Dynamic lactate indices as predictors of outcome in critically ill patients
© Nichol et al.; licensee BioMed Central Ltd. 2011
Received: 9 May 2011
Accepted: 20 October 2011
Published: 20 October 2011
Dynamic changes in lactate concentrations in the critically ill may predict patient outcome more accurately than static indices. We aimed to compare the predictive value of dynamic indices of lactatemia in the first 24 hours of intensive care unit (ICU) admission with the value of more commonly used static indices.
This was a retrospective observational study of a prospectively obtained intensive care database of 5,041 consecutive critically ill patients from four Australian university hospitals. We assessed the relationship between dynamic lactate values collected in the first 24 hours of ICU admission and both ICU and hospital mortality.

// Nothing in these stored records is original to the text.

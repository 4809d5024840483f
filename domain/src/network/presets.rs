//! Canonical topology presets.
//!
//! Presets generate a [`TopologySpec`] for `n` agents with ids `1..=n`. Agent
//! `i` gets rank `i` clamped into the configured range, except for `star`
//! where the hub (agent 1) holds the highest rank. `mixed` is a fixed
//! five-agent layout whose ranks do not follow the ids.

use super::topology::{NodeSpec, TopologySpec};
use crate::agent::value_objects::RankRange;
use rand::rngs::StdRng;
use rand::seq::SliceRandom;
use rand::{Rng, SeedableRng};
use serde::{Deserialize, Serialize};

/// `mixed` ranks by id, and its edges.
const MIXED_RANKS: [u8; 5] = [1, 3, 2, 5, 4];
const MIXED_EDGES: [(u32, u32); 5] = [(1, 3), (2, 4), (3, 5), (1, 5), (1, 2)];

/// Probability that a non-tree pair becomes an edge in `random`.
const RANDOM_EXTRA_EDGE_PROBABILITY: f64 = 0.3;

/// Named topology shapes
#[derive(Debug, Clone, Copy, PartialEq, Eq, Hash, Serialize, Deserialize)]
#[serde(rename_all = "snake_case")]
pub enum TopologyPreset {
    Chain,
    Ring,
    Star,
    FullyConnected,
    Random,
    Mixed,
}

impl TopologyPreset {
    pub const ALL: [TopologyPreset; 6] = [
        TopologyPreset::Chain,
        TopologyPreset::Ring,
        TopologyPreset::Star,
        TopologyPreset::FullyConnected,
        TopologyPreset::Random,
        TopologyPreset::Mixed,
    ];

    pub fn as_str(&self) -> &'static str {
        match self {
            TopologyPreset::Chain => "chain",
            TopologyPreset::Ring => "ring",
            TopologyPreset::Star => "star",
            TopologyPreset::FullyConnected => "fully_connected",
            TopologyPreset::Random => "random",
            TopologyPreset::Mixed => "mixed",
        }
    }

    pub fn display_name(&self) -> &'static str {
        match self {
            TopologyPreset::Chain => "Chain",
            TopologyPreset::Ring => "Ring",
            TopologyPreset::Star => "Star",
            TopologyPreset::FullyConnected => "FullyConnected",
            TopologyPreset::Random => "Random",
            TopologyPreset::Mixed => "Mixed",
        }
    }

    /// Build a topology of `size` agents. `seed` only affects `random`;
    /// `mixed` always has five agents.
    pub fn build(&self, size: u32, ranks: &RankRange, seed: u64) -> TopologySpec {
        let size = match self {
            TopologyPreset::Mixed => MIXED_RANKS.len() as u32,
            _ => size,
        };
        let ids: Vec<u32> = (1..=size).collect();

        let nodes = ids
            .iter()
            .map(|&i| {
                let raw = match self {
                    TopologyPreset::Star if i == 1 => u8::MAX,
                    TopologyPreset::Star => u8::try_from(i - 1).unwrap_or(u8::MAX),
                    TopologyPreset::Mixed => MIXED_RANKS[(i - 1) as usize],
                    _ => u8::try_from(i).unwrap_or(u8::MAX),
                };
                NodeSpec::new(i, ranks.clamp(raw))
            })
            .collect();

        let edges = match self {
            TopologyPreset::Chain => ids.windows(2).map(|w| (w[0], w[1])).collect(),
            TopologyPreset::Ring => {
                let mut edges: Vec<_> = ids.windows(2).map(|w| (w[0], w[1])).collect();
                if size > 2 {
                    edges.push((size, 1));
                }
                edges
            }
            TopologyPreset::Star => ids.iter().skip(1).map(|&i| (1, i)).collect(),
            TopologyPreset::FullyConnected => all_pairs(&ids),
            TopologyPreset::Random => random_connected(&ids, seed),
            TopologyPreset::Mixed => MIXED_EDGES.to_vec(),
        };

        TopologySpec::new(self.display_name(), nodes, edges)
    }
}

impl std::fmt::Display for TopologyPreset {
    fn fmt(&self, f: &mut std::fmt::Formatter<'_>) -> std::fmt::Result {
        write!(f, "{}", self.as_str())
    }
}

impl std::str::FromStr for TopologyPreset {
    type Err = String;

    fn from_str(s: &str) -> Result<Self, Self::Err> {
        match s.to_lowercase().replace('-', "_").as_str() {
            "chain" => Ok(TopologyPreset::Chain),
            "ring" => Ok(TopologyPreset::Ring),
            "star" => Ok(TopologyPreset::Star),
            "fully_connected" | "full" | "complete" => Ok(TopologyPreset::FullyConnected),
            "random" => Ok(TopologyPreset::Random),
            "mixed" => Ok(TopologyPreset::Mixed),
            other => Err(format!("unknown topology preset: {}", other)),
        }
    }
}

fn all_pairs(ids: &[u32]) -> Vec<(u32, u32)> {
    ids.iter()
        .enumerate()
        .flat_map(|(i, &a)| ids[i + 1..].iter().map(move |&b| (a, b)))
        .collect()
}

/// Random spanning tree plus independent extra edges; always connected.
fn random_connected(ids: &[u32], seed: u64) -> Vec<(u32, u32)> {
    let mut rng = StdRng::seed_from_u64(seed);
    let mut order = ids.to_vec();
    order.shuffle(&mut rng);

    let mut edges = Vec::new();
    for i in 1..order.len() {
        let parent = order[rng.gen_range(0..i)];
        edges.push(canonical(parent, order[i]));
    }

    for (a, b) in all_pairs(ids) {
        if !edges.contains(&(a, b)) && rng.gen_bool(RANDOM_EXTRA_EDGE_PROBABILITY) {
            edges.push((a, b));
        }
    }

    edges.sort_unstable();
    edges
}

fn canonical(a: u32, b: u32) -> (u32, u32) {
    if a <= b { (a, b) } else { (b, a) }
}

#[cfg(test)]
mod tests {
    use super::*;
    use crate::network::entities::Network;

    fn ranks(spec: &TopologySpec) -> Vec<u8> {
        spec.nodes.iter().map(|n| n.capability).collect()
    }

    #[test]
    fn test_chain_matches_reference_layout() {
        let spec = TopologyPreset::Chain.build(5, &RankRange::default(), 0);
        assert_eq!(spec.name, "Chain");
        assert_eq!(ranks(&spec), vec![1, 2, 3, 4, 5]);
        assert_eq!(
            spec,
            TopologySpec::new(
                "Chain",
                (1..=5).map(|i| NodeSpec::new(i, i as u8)).collect(),
                vec![(1, 2), (2, 3), (3, 4), (4, 5)],
            )
        );
    }

    #[test]
    fn test_ring_closes_loop() {
        let spec = TopologyPreset::Ring.build(5, &RankRange::default(), 0);
        assert_eq!(spec.edges.len(), 5);
        let net = Network::new(&spec, &RankRange::default()).unwrap();
        assert_eq!(net.neighbors(crate::agent::AgentId::new(1)).unwrap().len(), 2);
    }

    #[test]
    fn test_ring_of_two_has_single_edge() {
        let spec = TopologyPreset::Ring.build(2, &RankRange::default(), 0);
        assert_eq!(spec.edges.len(), 1);
    }

    #[test]
    fn test_star_hub_has_highest_rank() {
        let spec = TopologyPreset::Star.build(5, &RankRange::default(), 0);
        assert_eq!(ranks(&spec), vec![5, 1, 2, 3, 4]);
        assert!(spec.edges.iter().all(|(a, _)| a.value() == 1));
    }

    #[test]
    fn test_fully_connected_edge_count() {
        let spec = TopologyPreset::FullyConnected.build(5, &RankRange::default(), 0);
        assert_eq!(spec.edges.len(), 10);
    }

    #[test]
    fn test_ranks_clamped_into_range() {
        let spec = TopologyPreset::Chain.build(8, &RankRange::default(), 0);
        assert_eq!(ranks(&spec), vec![1, 2, 3, 4, 5, 5, 5, 5]);
    }

    #[test]
    fn test_random_is_seeded_and_connected() {
        let a = TopologyPreset::Random.build(6, &RankRange::default(), 42);
        let b = TopologyPreset::Random.build(6, &RankRange::default(), 42);
        assert_eq!(a, b);
        assert!(a.edges.len() >= 5);

        // Flood fill from agent 1 reaches every agent.
        let net = Network::new(&a, &RankRange::default()).unwrap();
        let mut seen = vec![crate::agent::AgentId::new(1)];
        let mut i = 0;
        while i < seen.len() {
            for n in net.neighbors(seen[i]).unwrap() {
                if !seen.contains(n) {
                    seen.push(*n);
                }
            }
            i += 1;
        }
        assert_eq!(seen.len(), 6);
    }

    #[test]
    fn test_mixed_has_fixed_layout() {
        let spec = TopologyPreset::Mixed.build(8, &RankRange::default(), 7);
        assert_eq!(spec.name, "Mixed");
        assert_eq!(ranks(&spec), vec![1, 3, 2, 5, 4]);
        assert_eq!(spec, TopologyPreset::Mixed.build(5, &RankRange::default(), 0));

        let net = Network::new(&spec, &RankRange::default()).unwrap();
        let id = crate::agent::AgentId::new;
        assert!(net.is_edge(id(5), id(1)));
        assert!(net.is_edge(id(4), id(2)));
        assert!(!net.is_edge(id(2), id(3)));
        assert_eq!(net.neighbors(id(1)).unwrap().len(), 3);
        assert_eq!(net.neighbors(id(4)).unwrap().len(), 1);
    }

    #[test]
    fn test_mixed_ranks_clamped() {
        let spec = TopologyPreset::Mixed.build(5, &RankRange::new(2, 4).unwrap(), 0);
        assert_eq!(ranks(&spec), vec![2, 3, 2, 4, 4]);
    }

    #[test]
    fn test_parse_preset_names() {
        assert_eq!("chain".parse::<TopologyPreset>(), Ok(TopologyPreset::Chain));
        assert_eq!(
            "fully-connected".parse::<TopologyPreset>(),
            Ok(TopologyPreset::FullyConnected)
        );
        assert_eq!("Mixed".parse::<TopologyPreset>(), Ok(TopologyPreset::Mixed));
        assert!("mesh".parse::<TopologyPreset>().is_err());
    }
}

We obtained 36,673 lactate measurements in 5,041 patients in the first 24 hours of ICU admission. Both the time weighted average lactate (LACTW24) and the change in lactate (LACΔ24) over the first 24 hours were independently predictive of hospital mortality with both relationships appearing to be linear in nature. For every one unit increase in LACTW24 and LACΔ24 the risk of hospital death increased by 37% (OR 1.37, 1.29 to 1.45; P < 0.0001) and by 15% (OR 1.15, 1.10 to 1.20; P < 0.0001) respectively. Such dynamic indices, when combined with Acute Physiology and Chronic Health Evaluation II (APACHE II) scores, improved overall outcome prediction (P < 0.0001) achieving almost 90% accuracy. When all lactate measures in the first 24 hours were considered, the combination of LACTW24 and LACΔ24 significantly outperformed (P < 0.0001) static indices of lactate concentration, such as admission lactate, maximum lactate and minimum lactate.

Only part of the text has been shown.